Im Mai 1994 eröffnete der Ehemann die Tankstelle und führte sie aufgrund eines entsprechenden Pachtvertrages mit der E.-AG als Pächter und Firmeninhaber. Die Beklagte war bei ihm angestellt und erhielt ein Gehalt von 3.956 DM brutto/2.566 DM netto.

Nachdem die E.-AG im Frühjahr 1996 den Pachtvertrag mit dem Ehemann wegen unbefriedigenden Geschäftsverlaufes gekündigt hatte, kündigte die Klägerin ihrerseits sämtliche Darlehensverträge mit dem Ehemann und nahm mit Schreiben vom 30.11.1998 die Beklagte aus der Bürgschaft in Anspruch. Da unstreitig die Forderung der Klägerin gegen den Ehemann der Beklagten den Höchstbetrag übersteigt, verlangt sie von der Beklagten die Zahlung des gesamten Bürgschaftsbetrags.

Die Klägerin hat vorgetragen, die Tankstelle sei von der Beklagten und ihrem Ehemann als Familienbetrieb gemeinsam geführt worden. Sie sei dessen gleichberechtigte Partnerin gewesen. Der Angestelltenvertrag sei nur aus steuerlichen Gründen geschlossen worden.

Die Klägerin hat beantragt, die Beklagte zu verurteilen, an sie 587.000 DM nebst Zinsen i.H.v. 5 % über dem jeweiligen Diskontsatz der Deutschen Bundesbank/Basiszinssatz seit dem 1.12.1998 zu zahlen.

Die Beklagte hat beantragt, die Klage abzuweisen.

Sie hat vorgetragen, der Angestellte der Klägerin H. habe die Übernahme der Bürgschaft lediglich als Formsache bezeichnet.

Das LG hat über diese Frage Beweis erhoben. Auf das entsprechende Protokoll vom 22.3.2001 wird Bezug genommen.

Das LG hat der Klage bis auf einen Teil des Zinsanspruchs stattgegeben.

Hiergegen richtet sich die Berufung der Beklagten, die ihr Vorbringen in den Schriftsätzen vom 30.7.2001 (II, 9 ff.) und 5.2.2002 (II, 33 ff.) wiederholt und vertieft.

Die Beklagte beantragt, unter Änderung des angefochtenen Urteils die Klage abzuweisen.

Die Klägerin beantragt, die Berufung zurückzuweisen.

Sie tritt dem Vorbringen der Beklagten nach Maßgabe des Schriftsatzes vom 28.9.2001 (II, 26 ff.) entgegen.

Wegen des Parteivorbringens i.Ü. wird auf die gewechselten Schriftsätze nebst Anlagen Bezug genommen.

 

Entscheidungsgründe

Die zulässige Berufung der Beklagten ist begründet.

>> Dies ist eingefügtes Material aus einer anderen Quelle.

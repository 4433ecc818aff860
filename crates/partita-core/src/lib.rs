//! Core types for the Partita dependency resolver.
//!
//! This crate provides the foundational data model shared by the registry
//! clients and the resolution engine:
//! - Version identities across source kinds ([`Version`], [`SourceSpec`])
//! - DNF version formulas ([`VersionFormula`])
//! - Requirements and the requirement grammar ([`Requirement`], [`VersionSpec`])
//! - Package manifests ([`Package`], [`PackageKey`])
//! - Exact-version overrides ([`Resolutions`])

#![warn(clippy::all)]
#![allow(clippy::module_name_repetitions)]

pub mod error;
mod formula;
mod package;
mod requirement;
mod resolutions;
mod version;

pub use error::ParseError;
pub use formula::VersionFormula;
pub use package::{Package, PackageKey};
pub use requirement::{Requirement, VersionSpec};
pub use resolutions::Resolutions;
pub use version::{OPAM_SCOPE, SourceSpec, Version, opam_name};

// Re-export commonly used collection types
pub use ahash::{AHashMap, AHashSet};
//! Manifest loading from local path sources.

use crate::error::{RegistryError, Result};
use crate::manifest::RawManifest;
use partita_core::{SourceSpec, Version};
use std::path::{Path, PathBuf};
use tracing::debug;

/// Loads manifests for path-pinned packages off the local filesystem.
#[derive(Debug, Default)]
pub struct LocalSource {
    /// Directory relative paths resolve against; defaults to the process cwd.
    root: Option<PathBuf>,
}

impl LocalSource {
    /// Create a source resolving relative paths against the process cwd.
    #[must_use]
    pub fn new() -> Self {
        Self::default()
    }

    /// Create a source resolving relative paths against `root`.
    #[must_use]
    pub fn rooted_at(root: impl Into<PathBuf>) -> Self {
        Self {
            root: Some(root.into()),
        }
    }

    fn resolve(&self, path: &Path) -> PathBuf {
        match (&self.root, path.is_absolute()) {
            (Some(root), false) => root.join(path),
            _ => path.to_path_buf(),
        }
    }

    /// The manifest of `name` at the package directory `path`.
    ///
    /// # Errors
    /// Returns an error if the directory has no readable `package.json` or
    /// the manifest fails to normalize.
    pub async fn manifest(&self, name: &str, path: &Path) -> Result<partita_core::Package> {
        let manifest_path = self.resolve(path).join("package.json");
        debug!(package = %name, path = %manifest_path.display(), "reading local manifest");

        let content = match tokio::fs::read(&manifest_path).await {
            Ok(content) => content,
            Err(e) if e.kind() == std::io::ErrorKind::NotFound => {
                return Err(RegistryError::PackageNotFound {
                    name: format!("path:{}", path.display()),
                });
            }
            Err(e) => {
                return Err(RegistryError::Io {
                    path: manifest_path.display().to_string(),
                    message: e.to_string(),
                });
            }
        };

        let raw: RawManifest =
            serde_json::from_slice(&content).map_err(|e| RegistryError::InvalidManifest {
                package: name.to_string(),
                message: e.to_string(),
            })?;

        let version = Version::Source(SourceSpec::LocalPath(path.to_path_buf()));
        raw.into_package(name, version)
    }
}

#[cfg(test)]
mod tests {
    use super::*;

    #[tokio::test]
    async fn reads_manifest_from_package_directory() {
        let dir = tempfile::tempdir().unwrap();
        tokio::fs::write(
            dir.path().join("package.json"),
            r#"{"name": "my-lib", "dependencies": {"lodash": "^4.0.0"}}"#,
        )
        .await
        .unwrap();

        let source = LocalSource::new();
        let pkg = source.manifest("my-lib", dir.path()).await.unwrap();
        assert_eq!(pkg.name, "my-lib");
        assert!(pkg.version.is_source());
        assert_eq!(pkg.dependencies.len(), 1);
    }

    #[tokio::test]
    async fn missing_directory_maps_to_package_not_found() {
        let source = LocalSource::new();
        let err = source
            .manifest("ghost", Path::new("/no/such/partita/dir"))
            .await
            .unwrap_err();
        assert!(matches!(err, RegistryError::PackageNotFound { .. }));
    }
}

Der Klägerin steht ein Anspruch aus der Bürgschaft vom 10.9.1993 nicht zu, weil diese gegen die guten Sitten verstößt und damit gem. § 138 Abs. 1 BGB nichtig ist.

Gemäß § 138 Abs. 1 BGB ist eine Bürgschaft insb. dann nichtig, wenn der aus emotionaler Verbundenheit mit dem Hauptschuldner handelnde Bürge finanziell krass überfordert wird und die Bürgschaft sich aus Sicht eines vernünftig denkenden Gläubigers als wirtschaftlich sinnlos erweist. Der Bürge ist krass überfordert, wenn die Verbindlichkeit, für die er einstehen soll, so hoch ist, dass bereits bei Vertragsschluss nicht zu erwarten ist, er werde – wenn sich das Risiko verwirklicht – die Forderung des Gläubigers wenigstens zu wesentlichen Teilen tilgen können. Davon ist bei nicht ganz geringfügigen Hauptschulden jedenfalls dann auszugehen, wenn der Bürge voraussichtlich nicht einmal die laufenden Zinsen der Hauptschuld aufzubringen vermag (BGH WM 2000, 411).

So liegt der Fall hier, wie das LG zutreffend dargestellt hat. Es bedarf keiner näheren Begründung, dass die zum Zeitpunkt der Begründung der Bürgschaftsverpflichtung arbeitslose Beklagte bei vernünftiger Betrachtungsweise zu keinem Zeitpunkt in der Lage war, im Bürgschaftsfall für die Hauptschuld oder auch nur für die damit einhergehenden Zinsbelastungen von nahezu 4.000 DM monatlich aufzukommen. Dabei war das zukünftige Einkommen der Beklagten als Angestellte im Betrieb des Hauptschuldners von 3.956 DM brutto/2.566 DM netto, das dafür ohnehin nicht ausgereicht hätte, nicht zu berücksichtigen, weil im Bürgsch...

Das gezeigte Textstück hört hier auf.